I think you are to assume that the pedestrian moves as quickly as possible on the path for a while, then turns into the meadow or field and moves as quickly as possible in a straight line until the hour is up. This includes the cases where he stays on the path or gets off the path immediately.

In the diagram below, the $x$-axis is the straight path, the half-plane $y>0$ above that is the meadow, the half-plane $y<0$ below that is the field, the origin is the starting position of the pedestrian, and the scale in both $x$ and $y$ is in kilometers.

Graph of Path, Meadow, and Field

If the pedestrian stays on the path, he can go as far as $-5$ or $5$ on the $x$-axis. If however he immediately moves into the meadow he can go as far as the semicircle of radius $4$ centered at the origin, and if he immediately moves into the field he can go as far as the semicircle of radius $3$ centered at the origin.

This is more tricky, but if he stays on the path for a while then moves off into the meadow or field, he moves to a semicircle off-center from the origin. The envelope of these semicircles is a line segment from the end of the path at $(\pm 5, 0)$ tangent to the appropriate semicircle from the origin. (I showed this not with pure math but by using the Trace feature in Geogebra.)

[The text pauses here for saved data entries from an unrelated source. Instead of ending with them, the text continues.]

pub mod auth;
pub mod config;
pub mod email;
pub mod error;
pub mod handlers;
pub mod password;
pub mod prompt;
pub mod push;
pub mod server;
pub mod session;
pub mod store;

use std::sync::Arc;

use anyhow::Result;

/// Shared application state threaded through axum handlers.
#[derive(Clone)]
pub struct AppState {
    pub store: store::Store,
    pub config: Arc<config::Config>,
    pub sessions: session::SessionManager,
    pub auth: auth::AuthFlow,
}

impl AppState {
    pub fn new(store: store::Store, config: Arc<config::Config>) -> Result<Self> {
        Self::with_passwords(store, config, password::Passwords::standard()?)
    }

    pub fn with_passwords(
        store: store::Store,
        config: Arc<config::Config>,
        passwords: password::Passwords,
    ) -> Result<Self> {
        let sessions = session::SessionManager::new(&config.cookie_secret)?;
        let auth = auth::AuthFlow::new(store.clone(), config.clone(), sessions.clone(), passwords);
        Ok(Self {
            store,
            config,
            sessions,
            auth,
        })
    }
}

pub use config::{read_key_file, Config, PushSchedule};
pub use error::AppError;
pub use push::{DispatchReport, PushDispatcher};
pub use server::{router, run};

If the pedestrian does not move in straight paths, he stays somewhere within the boundaries I have outlined. Therefore, the total region the pedestrian can cover is within the red boundary in the diagram above.

If you are to "draw" the region rather than sketch it, you probably need to find the points on the semicircles at the endpoints of the tangent segments. Ask if you need help with that calculation or with drawing the diagram in Geogebra.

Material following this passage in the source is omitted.